La Premier League torna pesantemente sulla terra. Gli ottavi d'andata di Champions League sono stati totalmente disastrosi per le sei squadre inglesi che hanno ottenuto solo due pareggi, con quattro sconfitte, tre delle quali pesantissimi. Sembrava che la Champions dovesse essere vinta da una squadra inglese con certezza quasi assoluta e invece adesso bisognerà capire quante squadre di Premier continueranno la corsa.
Zero vittorie in sei partite degli ottavi
Arsenal, Liverpool, Tottenham, Manchester City e Chelsea tra le prime otto della fase a campionato, cinque delle otto tra le migliori. Risultato che sembrava far presagire qualcosa di clamoroso. A queste si è aggiunto il Newcastle, che si è issato agli ottavi passeggiando con il Qarabag. Ma tra le partite del martedì e del martedì è stato un pianto inglese. Due pareggi e quattro sconfitte. Zero vittorie. Un cambiamento clamoroso rispetto a quando accaduto fin qui.
Liverpool, City, Chelsea e Tottenham ko
Il Liverpool è stata la prima a perdere, 1-0 con il Galatasaray, ma tra le sconfitte quella con le maggiori possibilità di ribaltare. Perché il Tottenham, che lotta per non retrocedere in Premier, è stato battuto 5-2 dall'Atletico Madrid.
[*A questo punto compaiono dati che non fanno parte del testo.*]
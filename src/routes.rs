use crate::{
    api::{
        attendance_records, calculation_periods, employees, excel_templates, freee_expenses,
        kincone_transportation, payroll,
    },
    auth::middleware::auth_middleware,
    config::Config,
};
use actix_governor::{
    Governor, GovernorConfigBuilder, PeerIpKeyExtractor, governor::middleware::NoOpMiddleware,
};
use actix_web::{middleware::from_fn, web};
use std::sync::Arc;

fn build_limiter(requests_per_min: u32) -> Governor<PeerIpKeyExtractor, NoOpMiddleware> {
    let requests_per_min = requests_per_min.max(1);
    let per_ms = (60_000 / u64::from(requests_per_min)).max(1);
    let cfg = GovernorConfigBuilder::default()
        .per_millisecond(per_ms)
        .burst_size(requests_per_min)
        .key_extractor(PeerIpKeyExtractor)
        .finish()
        .expect("non-zero period and burst size");
    Governor::new(&cfg)
}

pub fn configure(cfg: &mut web::ServiceConfig, config: Config) {
    let protected_limiter = Arc::new(build_limiter(config.rate_protected_per_min));
    let import_limiter = Arc::new(build_limiter(config.rate_import_per_min));

    cfg.service(
        web::scope(&config.api_prefix)
            .wrap(from_fn(auth_middleware))
            .wrap(protected_limiter)
            .service(
                web::scope("/calculation-periods")
                    .service(
                        web::resource("")
                            .route(web::get().to(calculation_periods::list_periods))
                            .route(web::post().to(calculation_periods::create_period)),
                    )
                    .service(
                        web::resource("/current")
                            .route(web::get().to(calculation_periods::current_period)),
                    )
                    .service(
                        web::resource("/check/{year}/{month}")
                            .route(web::get().to(calculation_periods::check_period)),
                    )
                    .service(
                        web::resource("/start/{year}/{month}")
                            .route(web::post().to(calculation_periods::start_calculation)),
                    )
                    .service(
                        web::resource("/{id}")
                            .route(web::get().to(calculation_periods::get_period))
                            .route(web::put().to(calculation_periods::update_period))
                            .route(web::delete().to(calculation_periods::delete_period)),
                    ),
            )
            .service(
                web::scope("/employees")
                    .service(
                        web::resource("")
                            .route(web::get().to(employees::list_employees))
                            .route(web::post().to(employees::create_employee)),
                    )
                    .service(
                        web::resource("/{id}")
                            .route(web::get().to(employees::get_employee))
                            .route(web::put().to(employees::update_employee))
                            .route(web::delete().to(employees::delete_employee)),
                    ),
            )
            .service(
                web::scope("/attendance-records")
                    .service(
                        web::resource("")
                            .route(web::get().to(attendance_records::list_records))
                            .route(web::post().to(attendance_records::create_record))
                            .route(web::delete().to(attendance_records::delete_all_records)),
                    )
                    .service(
                        web::resource("/import-csv")
                            .wrap(import_limiter.clone())
                            .route(web::post().to(attendance_records::import_csv)),
                    )
                    .service(
                        web::resource("/{id}")
                            .route(web::get().to(attendance_records::get_record))
                            .route(web::put().to(attendance_records::update_record))
                            .route(web::delete().to(attendance_records::delete_record)),
                    ),
            )
            .service(
                web::scope("/freee-expenses")
                    .service(
                        web::resource("")
                            .route(web::get().to(freee_expenses::list_expenses))
                            .route(web::post().to(freee_expenses::create_expense))
                            .route(web::delete().to(freee_expenses::delete_all_expenses)),
                    )
                    .service(
                        web::resource("/import-csv")
                            .wrap(import_limiter.clone())
                            .route(web::post().to(freee_expenses::import_csv)),
                    )
                    .service(
                        web::resource("/{id}")
                            .route(web::get().to(freee_expenses::get_expense))
                            .route(web::put().to(freee_expenses::update_expense))
                            .route(web::delete().to(freee_expenses::delete_expense)),
                    ),
            )
            .service(
                web::scope("/kincone-transportation")
                    .service(
                        web::resource("")
                            .route(web::get().to(kincone_transportation::list_transportation))
                            .route(web::post().to(kincone_transportation::create_transportation))
                            .route(web::delete().to(kincone_transportation::delete_all_transportation)),
                    )
                    .service(
                        web::resource("/import-csv")
                            .wrap(import_limiter.clone())
                            .route(web::post().to(kincone_transportation::import_csv)),
                    )
                    .service(
                        web::resource("/{id}")
                            .route(web::get().to(kincone_transportation::get_transportation))
                            .route(web::put().to(kincone_transportation::update_transportation))
                            .route(web::delete().to(kincone_transportation::delete_transportation)),
                    ),
            )
            .service(
                web::scope("/excel-templates")
                    .service(
                        web::resource("")
                            .route(web::get().to(excel_templates::list_templates))
                            .route(web::post().to(excel_templates::upload_template)),
                    )
                    .service(
                        web::resource("/{id}/download")
                            .route(web::get().to(excel_templates::download_template)),
                    )
                    .service(
                        web::resource("/{id}")
                            .route(web::delete().to(excel_templates::delete_template)),
                    ),
            )
            .service(
                web::scope("/payroll")
                    .service(
                        web::resource("/generate")
                            .wrap(import_limiter)
                            .route(web::post().to(payroll::generate)),
                    )
                    .service(
                        web::resource("/work-data-summary/{calculation_period_id}")
                            .route(web::get().to(payroll::work_data_summary)),
                    )
                    .service(
                        web::resource("/download/{file_name}")
                            .route(web::get().to(payroll::download)),
                    ),
            ),
    );
}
Con lo stesso punteggio è caduto a Parigi il Chelsea, che pare condannato con il PSG. Mentre il Manchester City è stato sconfitto seccamente per 3-0 dal Real Madrid, che ha fallito pure un calcio di rigore. Quattro sconfitte e tre orrende, con un totale di 14 gol subiti.
Pari per Arsenal e Newcastle
A evitare la debacle invece l'Arsenal e il Newcastle, che hanno pareggiato entrambe per 1-1. L'Arsenal, sempre vincente nella fase a campionato, ha trovato il pari grazie a un rigore generoso con il Bayer Leverkusen. Mentre il Newcastle è stato a un soffio dall'impresa con il Barcellona, che al 96′ ha trovato il pareggio. I Gunners sembrano forse l'unica quasi certa di passare. Le altre se la rischiano e sarebbe clamoroso se almeno in quattro non continuassero la corsa.